**What you will do**
Go through the entries below and tally the lines holding "total"; please reply with the number only.

Dataset entries
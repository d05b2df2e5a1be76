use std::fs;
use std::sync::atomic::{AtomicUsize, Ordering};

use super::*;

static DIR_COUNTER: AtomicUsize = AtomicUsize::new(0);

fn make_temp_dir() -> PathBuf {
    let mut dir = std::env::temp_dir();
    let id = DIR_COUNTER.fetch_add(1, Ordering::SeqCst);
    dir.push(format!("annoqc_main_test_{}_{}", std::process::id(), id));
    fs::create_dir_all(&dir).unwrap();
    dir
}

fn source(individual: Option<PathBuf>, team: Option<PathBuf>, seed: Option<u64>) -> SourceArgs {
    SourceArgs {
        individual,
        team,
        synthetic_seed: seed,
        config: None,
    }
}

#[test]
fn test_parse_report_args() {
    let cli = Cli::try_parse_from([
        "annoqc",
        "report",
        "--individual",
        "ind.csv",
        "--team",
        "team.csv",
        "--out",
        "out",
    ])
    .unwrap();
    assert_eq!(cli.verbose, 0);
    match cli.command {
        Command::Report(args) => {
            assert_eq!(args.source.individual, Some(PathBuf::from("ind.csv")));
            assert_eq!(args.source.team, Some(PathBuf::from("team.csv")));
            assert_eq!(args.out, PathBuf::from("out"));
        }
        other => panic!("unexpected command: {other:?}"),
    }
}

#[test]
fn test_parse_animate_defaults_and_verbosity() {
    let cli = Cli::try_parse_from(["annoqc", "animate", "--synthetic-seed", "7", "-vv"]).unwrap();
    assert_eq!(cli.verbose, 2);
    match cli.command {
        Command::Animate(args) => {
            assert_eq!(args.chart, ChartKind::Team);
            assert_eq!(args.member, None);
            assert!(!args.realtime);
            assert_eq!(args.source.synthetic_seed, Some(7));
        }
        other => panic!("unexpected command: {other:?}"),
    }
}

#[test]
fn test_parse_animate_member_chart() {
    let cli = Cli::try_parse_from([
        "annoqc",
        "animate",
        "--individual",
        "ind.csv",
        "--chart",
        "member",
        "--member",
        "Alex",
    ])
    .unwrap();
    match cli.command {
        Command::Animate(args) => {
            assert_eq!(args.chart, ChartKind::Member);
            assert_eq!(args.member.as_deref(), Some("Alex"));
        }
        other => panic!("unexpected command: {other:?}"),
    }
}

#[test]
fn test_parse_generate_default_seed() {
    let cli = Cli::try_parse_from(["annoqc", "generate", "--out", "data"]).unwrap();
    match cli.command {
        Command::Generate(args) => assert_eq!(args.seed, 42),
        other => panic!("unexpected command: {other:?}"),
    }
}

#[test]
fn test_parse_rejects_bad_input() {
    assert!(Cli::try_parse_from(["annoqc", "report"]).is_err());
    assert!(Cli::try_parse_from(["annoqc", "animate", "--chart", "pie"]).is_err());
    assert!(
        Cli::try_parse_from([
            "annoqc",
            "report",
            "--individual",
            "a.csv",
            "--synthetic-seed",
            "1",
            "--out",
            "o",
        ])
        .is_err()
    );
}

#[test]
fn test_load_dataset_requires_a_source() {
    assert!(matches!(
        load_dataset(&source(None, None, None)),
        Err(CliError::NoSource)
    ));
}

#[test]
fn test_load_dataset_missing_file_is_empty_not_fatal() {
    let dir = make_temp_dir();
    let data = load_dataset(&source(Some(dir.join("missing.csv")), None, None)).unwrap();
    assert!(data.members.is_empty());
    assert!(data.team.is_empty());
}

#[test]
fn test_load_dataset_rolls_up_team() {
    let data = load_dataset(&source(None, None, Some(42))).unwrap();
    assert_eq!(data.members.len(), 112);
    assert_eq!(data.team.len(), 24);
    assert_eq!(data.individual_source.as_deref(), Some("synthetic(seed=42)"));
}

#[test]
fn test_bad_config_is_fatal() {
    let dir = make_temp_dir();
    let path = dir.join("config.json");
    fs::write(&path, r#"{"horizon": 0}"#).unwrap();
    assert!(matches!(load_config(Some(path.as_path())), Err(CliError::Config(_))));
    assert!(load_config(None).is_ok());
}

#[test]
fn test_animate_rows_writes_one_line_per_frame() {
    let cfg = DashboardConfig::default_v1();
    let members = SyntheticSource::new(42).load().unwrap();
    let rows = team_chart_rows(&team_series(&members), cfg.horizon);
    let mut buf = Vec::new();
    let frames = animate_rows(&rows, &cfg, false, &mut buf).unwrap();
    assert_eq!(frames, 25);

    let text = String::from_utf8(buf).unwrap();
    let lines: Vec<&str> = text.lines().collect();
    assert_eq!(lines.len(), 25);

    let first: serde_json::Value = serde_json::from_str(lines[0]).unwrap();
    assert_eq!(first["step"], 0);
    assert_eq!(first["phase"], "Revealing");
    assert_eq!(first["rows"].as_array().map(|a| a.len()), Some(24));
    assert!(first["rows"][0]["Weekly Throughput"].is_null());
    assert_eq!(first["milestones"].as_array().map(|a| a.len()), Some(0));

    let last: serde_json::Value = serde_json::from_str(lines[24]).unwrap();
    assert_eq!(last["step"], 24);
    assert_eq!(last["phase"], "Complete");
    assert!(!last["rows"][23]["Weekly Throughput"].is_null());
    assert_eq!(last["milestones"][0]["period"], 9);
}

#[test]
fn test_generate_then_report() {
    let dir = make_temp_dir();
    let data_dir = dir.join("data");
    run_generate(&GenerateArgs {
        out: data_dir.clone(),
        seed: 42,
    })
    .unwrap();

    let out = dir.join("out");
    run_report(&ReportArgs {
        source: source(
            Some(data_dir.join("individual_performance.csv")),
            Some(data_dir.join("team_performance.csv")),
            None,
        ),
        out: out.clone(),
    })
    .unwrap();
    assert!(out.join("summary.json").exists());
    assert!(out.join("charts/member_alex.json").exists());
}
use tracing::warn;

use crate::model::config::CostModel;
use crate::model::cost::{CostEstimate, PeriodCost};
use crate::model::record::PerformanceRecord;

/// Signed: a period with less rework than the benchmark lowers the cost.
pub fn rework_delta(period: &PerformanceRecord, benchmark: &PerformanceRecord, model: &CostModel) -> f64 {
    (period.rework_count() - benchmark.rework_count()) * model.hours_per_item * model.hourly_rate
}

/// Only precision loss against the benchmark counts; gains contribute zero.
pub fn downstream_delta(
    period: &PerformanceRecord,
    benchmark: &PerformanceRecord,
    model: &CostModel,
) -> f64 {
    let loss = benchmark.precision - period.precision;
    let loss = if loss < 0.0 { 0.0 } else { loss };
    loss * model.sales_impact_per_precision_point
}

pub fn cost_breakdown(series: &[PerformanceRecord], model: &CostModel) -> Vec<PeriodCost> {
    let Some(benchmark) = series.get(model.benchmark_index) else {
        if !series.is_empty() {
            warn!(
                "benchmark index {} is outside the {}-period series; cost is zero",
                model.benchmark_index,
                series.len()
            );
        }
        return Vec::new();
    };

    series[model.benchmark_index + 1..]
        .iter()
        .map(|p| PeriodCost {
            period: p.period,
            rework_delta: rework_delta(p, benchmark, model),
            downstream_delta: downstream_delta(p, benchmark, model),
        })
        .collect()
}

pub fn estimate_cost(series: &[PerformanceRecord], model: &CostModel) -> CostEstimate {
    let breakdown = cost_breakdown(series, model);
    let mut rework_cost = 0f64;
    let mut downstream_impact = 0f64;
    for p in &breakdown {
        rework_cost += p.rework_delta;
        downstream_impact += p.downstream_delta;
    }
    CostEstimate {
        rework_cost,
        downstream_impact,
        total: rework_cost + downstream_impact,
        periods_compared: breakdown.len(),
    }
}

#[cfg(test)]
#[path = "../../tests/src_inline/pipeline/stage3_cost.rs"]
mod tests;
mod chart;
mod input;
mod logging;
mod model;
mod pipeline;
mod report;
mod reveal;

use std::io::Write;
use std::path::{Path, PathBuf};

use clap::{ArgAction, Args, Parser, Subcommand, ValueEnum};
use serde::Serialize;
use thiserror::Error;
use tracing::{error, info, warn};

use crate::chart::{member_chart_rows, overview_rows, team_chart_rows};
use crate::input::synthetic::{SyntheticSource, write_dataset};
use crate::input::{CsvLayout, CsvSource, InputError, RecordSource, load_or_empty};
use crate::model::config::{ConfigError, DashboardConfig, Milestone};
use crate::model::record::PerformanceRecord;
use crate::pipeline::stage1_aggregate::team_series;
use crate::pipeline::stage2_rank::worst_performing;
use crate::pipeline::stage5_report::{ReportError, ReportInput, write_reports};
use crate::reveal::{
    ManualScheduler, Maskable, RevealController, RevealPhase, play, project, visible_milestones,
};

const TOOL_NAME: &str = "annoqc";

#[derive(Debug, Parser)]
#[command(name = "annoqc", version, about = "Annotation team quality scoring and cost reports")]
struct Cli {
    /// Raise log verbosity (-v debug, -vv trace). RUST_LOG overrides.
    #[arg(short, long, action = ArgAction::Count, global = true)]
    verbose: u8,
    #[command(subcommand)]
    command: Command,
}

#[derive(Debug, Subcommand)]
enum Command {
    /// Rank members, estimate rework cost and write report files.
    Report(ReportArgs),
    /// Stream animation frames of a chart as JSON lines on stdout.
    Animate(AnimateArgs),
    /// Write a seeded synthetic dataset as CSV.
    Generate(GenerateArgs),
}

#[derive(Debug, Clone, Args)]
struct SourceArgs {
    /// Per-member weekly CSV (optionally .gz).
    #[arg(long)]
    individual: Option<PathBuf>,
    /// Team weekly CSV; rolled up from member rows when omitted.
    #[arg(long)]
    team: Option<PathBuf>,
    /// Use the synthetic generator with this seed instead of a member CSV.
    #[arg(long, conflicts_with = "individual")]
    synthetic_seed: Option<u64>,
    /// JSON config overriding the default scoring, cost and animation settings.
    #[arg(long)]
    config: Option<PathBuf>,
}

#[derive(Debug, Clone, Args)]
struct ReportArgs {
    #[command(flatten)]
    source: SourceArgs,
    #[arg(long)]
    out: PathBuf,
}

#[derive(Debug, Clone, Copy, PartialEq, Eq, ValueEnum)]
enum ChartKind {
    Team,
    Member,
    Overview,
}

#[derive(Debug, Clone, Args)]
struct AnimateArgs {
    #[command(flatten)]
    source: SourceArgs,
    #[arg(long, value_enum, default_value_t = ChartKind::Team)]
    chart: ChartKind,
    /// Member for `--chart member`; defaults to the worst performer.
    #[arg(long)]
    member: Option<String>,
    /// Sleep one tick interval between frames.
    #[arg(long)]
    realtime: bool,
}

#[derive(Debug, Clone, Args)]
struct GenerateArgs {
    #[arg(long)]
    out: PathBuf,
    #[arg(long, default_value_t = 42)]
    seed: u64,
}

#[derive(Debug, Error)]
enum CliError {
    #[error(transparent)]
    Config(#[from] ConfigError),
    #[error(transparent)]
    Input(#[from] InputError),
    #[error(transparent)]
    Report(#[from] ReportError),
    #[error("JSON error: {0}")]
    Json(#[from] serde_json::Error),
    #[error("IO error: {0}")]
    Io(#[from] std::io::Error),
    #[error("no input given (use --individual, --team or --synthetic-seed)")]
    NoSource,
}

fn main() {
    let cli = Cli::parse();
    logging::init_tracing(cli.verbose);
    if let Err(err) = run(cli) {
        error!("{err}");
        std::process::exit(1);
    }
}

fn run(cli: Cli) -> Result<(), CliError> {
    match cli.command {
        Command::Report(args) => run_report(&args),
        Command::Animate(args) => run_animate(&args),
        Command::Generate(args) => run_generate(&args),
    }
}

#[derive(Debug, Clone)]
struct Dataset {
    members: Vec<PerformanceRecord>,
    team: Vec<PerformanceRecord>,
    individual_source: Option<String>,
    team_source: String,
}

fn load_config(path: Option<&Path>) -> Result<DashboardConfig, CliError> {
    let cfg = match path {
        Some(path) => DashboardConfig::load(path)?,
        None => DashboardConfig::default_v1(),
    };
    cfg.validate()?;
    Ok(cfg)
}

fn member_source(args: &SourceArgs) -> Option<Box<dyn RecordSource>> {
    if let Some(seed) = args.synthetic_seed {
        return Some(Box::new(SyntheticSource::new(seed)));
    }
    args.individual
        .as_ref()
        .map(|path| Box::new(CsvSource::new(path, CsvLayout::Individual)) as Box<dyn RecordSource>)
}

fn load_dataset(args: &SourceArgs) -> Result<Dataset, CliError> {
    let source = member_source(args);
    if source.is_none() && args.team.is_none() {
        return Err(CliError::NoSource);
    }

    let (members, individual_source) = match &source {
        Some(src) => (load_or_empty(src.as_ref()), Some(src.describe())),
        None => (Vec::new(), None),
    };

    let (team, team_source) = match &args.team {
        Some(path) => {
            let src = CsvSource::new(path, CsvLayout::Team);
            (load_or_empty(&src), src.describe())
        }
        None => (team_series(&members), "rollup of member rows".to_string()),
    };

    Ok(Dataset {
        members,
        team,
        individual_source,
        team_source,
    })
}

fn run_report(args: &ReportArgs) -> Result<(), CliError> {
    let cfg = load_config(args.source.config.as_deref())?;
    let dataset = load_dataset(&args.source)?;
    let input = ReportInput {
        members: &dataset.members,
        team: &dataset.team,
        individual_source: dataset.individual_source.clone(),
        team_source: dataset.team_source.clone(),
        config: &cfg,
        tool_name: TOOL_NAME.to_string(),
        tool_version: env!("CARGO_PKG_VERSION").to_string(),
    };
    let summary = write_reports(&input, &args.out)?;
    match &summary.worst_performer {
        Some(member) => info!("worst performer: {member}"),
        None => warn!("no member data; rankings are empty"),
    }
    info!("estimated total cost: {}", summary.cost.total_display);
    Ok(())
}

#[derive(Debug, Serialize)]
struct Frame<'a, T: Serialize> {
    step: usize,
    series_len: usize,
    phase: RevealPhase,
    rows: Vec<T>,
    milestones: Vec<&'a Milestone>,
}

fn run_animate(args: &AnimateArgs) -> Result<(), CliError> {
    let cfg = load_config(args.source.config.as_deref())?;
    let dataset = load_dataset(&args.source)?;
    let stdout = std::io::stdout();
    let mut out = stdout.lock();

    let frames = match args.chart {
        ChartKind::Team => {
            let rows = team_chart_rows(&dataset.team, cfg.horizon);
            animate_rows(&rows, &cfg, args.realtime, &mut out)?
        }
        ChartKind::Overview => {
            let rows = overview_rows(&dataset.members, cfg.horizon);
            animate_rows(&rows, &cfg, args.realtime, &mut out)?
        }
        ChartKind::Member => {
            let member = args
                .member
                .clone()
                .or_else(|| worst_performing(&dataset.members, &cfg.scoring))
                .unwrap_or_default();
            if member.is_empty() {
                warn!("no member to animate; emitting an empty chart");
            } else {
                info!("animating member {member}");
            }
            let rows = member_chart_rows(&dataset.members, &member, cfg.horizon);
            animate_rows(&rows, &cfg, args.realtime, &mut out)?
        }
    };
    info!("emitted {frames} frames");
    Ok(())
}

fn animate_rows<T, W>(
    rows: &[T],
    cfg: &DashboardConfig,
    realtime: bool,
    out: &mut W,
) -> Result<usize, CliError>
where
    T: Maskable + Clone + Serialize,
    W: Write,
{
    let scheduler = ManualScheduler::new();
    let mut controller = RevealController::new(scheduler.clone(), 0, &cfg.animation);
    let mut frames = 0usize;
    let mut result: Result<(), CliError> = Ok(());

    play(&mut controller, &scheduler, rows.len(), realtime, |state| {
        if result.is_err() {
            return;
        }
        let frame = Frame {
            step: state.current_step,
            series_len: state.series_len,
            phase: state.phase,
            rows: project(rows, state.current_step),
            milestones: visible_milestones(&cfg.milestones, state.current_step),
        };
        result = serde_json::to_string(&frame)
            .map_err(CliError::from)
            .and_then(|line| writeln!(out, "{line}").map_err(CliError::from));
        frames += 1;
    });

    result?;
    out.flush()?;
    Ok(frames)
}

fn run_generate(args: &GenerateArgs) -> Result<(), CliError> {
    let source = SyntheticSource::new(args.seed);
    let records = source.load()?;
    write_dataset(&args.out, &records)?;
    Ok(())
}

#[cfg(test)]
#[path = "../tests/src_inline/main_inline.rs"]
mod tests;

**Completed exercise**
2